A Justiça espanhola anulou, nesta quinta-feira (21), uma das medidas implementadas pelo governo de esquerda para combater a proliferação de imóveis turísticos. O registro dessas propriedades, criado em 2025, foi considerado inconstitucional pelo Supremo Tribunal.
Decisão judicial
O tribunal decidiu que a medida infringia as prerrogativas das regiões, que têm jurisdição sobre assuntos turísticos. O Estado não tem autoridade "para estabelecer regulamentos abrangentes para um registro nacional que se sobreponha aos registros regionais existentes".
Impacto no governo
A decisão representa um duro golpe para o governo do primeiro-ministro socialista Pedro Sánchez, que busca regular o mercado de alojamento turístico.

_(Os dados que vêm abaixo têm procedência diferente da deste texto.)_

//! sensorlink CLI: inspect and stream sensors from the sensor service.

use std::fmt::Write as _;
use std::time::Duration;

use clap::{Parser, Subcommand};
use sensorlink_client::{load_config, open_client, ClientConfig, SensorClient};
use sensorlink_data::FixedSizeDecoder;
use sensorlink_types::{parse_data_range_list, SensorErrorKind};

#[derive(Parser)]
#[command(
    name = "sensorlink",
    about = "Inspect and stream sensors over the sensor service",
    version,
    propagate_version = true
)]
struct Cli {
    /// Path to configuration file.
    #[arg(short, long, global = true)]
    config: Option<String>,

    #[command(subcommand)]
    command: Commands,
}

#[derive(Subcommand)]
enum Commands {
    /// Print a sensor's properties.
    Describe {
        /// Sensor id, e.g. `accelerometersensor`.
        sensor: String,
    },

    /// Start a session and print incoming records as hex.
    Monitor {
        sensor: String,

        /// Size of one record in bytes.
        #[arg(short, long, default_value_t = 8)]
        record_size: usize,

        /// Sampling interval to request, in milliseconds.
        #[arg(short, long)]
        interval: Option<i32>,

        /// Keep streaming while the display is off.
        #[arg(long)]
        standby_override: bool,

        /// Stop after this many seconds instead of waiting for Ctrl-C.
        #[arg(short, long)]
        duration: Option<u64>,
    },

    /// Parse data range notation such as `-2=>2:0.1, 5`.
    Ranges {
        notation: String,

        /// Resolution for ranges that do not give one.
        #[arg(short, long, default_value_t = 0.0)]
        resolution: f64,
    },
}

#[tokio::main]
async fn main() -> anyhow::Result<()> {
    let cli = Cli::parse();
    let config = load_config(cli.config.as_deref())?;

    tracing_subscriber::fmt()
        .with_env_filter(
            tracing_subscriber::EnvFilter::try_from_default_env()
                .unwrap_or_else(|_| tracing_subscriber::EnvFilter::new(&config.log_level)),
        )
        .init();

    match cli.command {
        Commands::Describe { sensor } => describe(&config, &sensor).await?,
        Commands::Monitor {
            sensor,
            record_size,
            interval,
            standby_override,
            duration,
        } => {
            monitor(
                &config,
                &sensor,
                record_size,
                interval,
                standby_override,
                duration.map(Duration::from_secs),
            )
            .await?;
        }
        Commands::Ranges {
            notation,
            resolution,
        } => {
            let ranges = parse_data_range_list(&notation, resolution);
            if ranges.is_empty() {
                anyhow::bail!("no valid range in {notation:?}");
            }
            for range in ranges {
                println!(
                    "{range}\tmin={} max={} resolution={}",
                    range.min, range.max, range.resolution
                );
            }
        }
    }

    Ok(())
}

async fn describe(config: &ClientConfig, sensor: &str) -> anyhow::Result<()> {
    let client = open_client(config, sensor).await?;

    println!("id:           {}", client.id().await);
    println!("type:         {}", client.sensor_type().await);
    println!("description:  {}", client.description().await);
    println!("hw buffering: {}", client.hw_buffering().await);
    println!("data range:   {}", client.current_data_range().await);
    println!("data ranges:  {}", join(client.available_data_ranges().await));
    println!("intervals:    {}", join(client.available_intervals().await));
    println!(
        "buffer sizes: {}",
        join(
            client
                .available_buffer_sizes()
                .await
                .into_iter()
                .map(|r| format!("{}..={}", r.min, r.max))
        )
    );

    report(client.close().await.code(), sensor);
    Ok(())
}

async fn monitor(
    config: &ClientConfig,
    sensor: &str,
    record_size: usize,
    interval: Option<i32>,
    standby_override: bool,
    duration: Option<Duration>,
) -> anyhow::Result<()> {
    let mut client = open_client(config, sensor).await?;
    if let Some(interval) = interval {
        let _ = client.set_interval(interval);
    }
    if standby_override {
        let _ = client.set_standby_override(true);
    }

    if let Err(e) = client.start().wait().await {
        anyhow::bail!("failed to start {sensor}: {e}");
    }
    tracing::info!(sensor, session = %client.session_id(), "streaming");

    let mut records = 0u64;
    let mut decoder = FixedSizeDecoder::new(record_size, |record: &[u8]| {
        records += 1;
        println!("{records:>8} {}", hex(record));
    });
    client.run(&mut decoder, shutdown(duration)).await;
    drop(decoder);

    let _ = client.stop();
    client.settle().await;
    print_error(&mut client).await;
    tracing::info!(sensor, records, "stopped");

    report(client.close().await.code(), sensor);
    Ok(())
}

async fn shutdown(duration: Option<Duration>) {
    match duration {
        Some(duration) => {
            tokio::select! {
                _ = tokio::signal::ctrl_c() => {}
                () = tokio::time::sleep(duration) => {}
            }
        }
        None => {
            let _ = tokio::signal::ctrl_c().await;
        }
    }
}

async fn print_error(client: &mut SensorClient) {
    let code = client.error_code().await;
    if code.is_error() {
        eprintln!("error {}: {}", code.code(), client.error_string().await);
    }
}

fn report(code: SensorErrorKind, sensor: &str) {
    if code.is_error() {
        tracing::warn!(sensor, code = %code, "client closed with error");
    }
}

fn join<T: ToString>(items: impl IntoIterator<Item = T>) -> String {
    items
        .into_iter()
        .map(|item| item.to_string())
        .collect::<Vec<_>>()
        .join(", ")
}

fn hex(bytes: &[u8]) -> String {
    bytes.iter().fold(String::with_capacity(bytes.len() * 2), |mut out, b| {
        let _ = write!(out, "{b:02x}");
        out
    })
}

O setor é acusado de impulsionar o aumento vertiginoso dos aluguéis nas principais cidades e de reduzir o número de habitações disponíveis para os moradores.
Detalhes do registro
O registro nacional estipulava que todos os imóveis destinados a aluguel por temporada, especialmente em plataformas como Airbnb e Booking.com, deveriam possuir um número de registro. Esse número era essencial para anunciá-los para locação e deveria ser renovado anualmente.
Recurso e contexto
Um recurso apresentado em maio do ano passado pelas autoridades da região de Valência, alguns meses após o anúncio da medida, levou à determinação do Supremo. Valência, assim como a Andaluzia, é uma das regiões da Espanha governadas pela oposição, por partidos de direita.
Obrigações mantidas
Apesar da decisão, o Supremo Tribunal manteve a obrigação das plataformas de aluguel online de "transmitir dados para fins estatísticos" sobre imóveis alugados, mas sem a necessidade de passar por um sistema centralizado.
Contexto turístico
A Espanha, o segundo destino turístico mais popular do mundo, recebeu um número recorde de 97 milhões de turistas no ano passado. A medida anulada fazia parte dos esforços do governo para lidar com os impactos do turismo excessivo.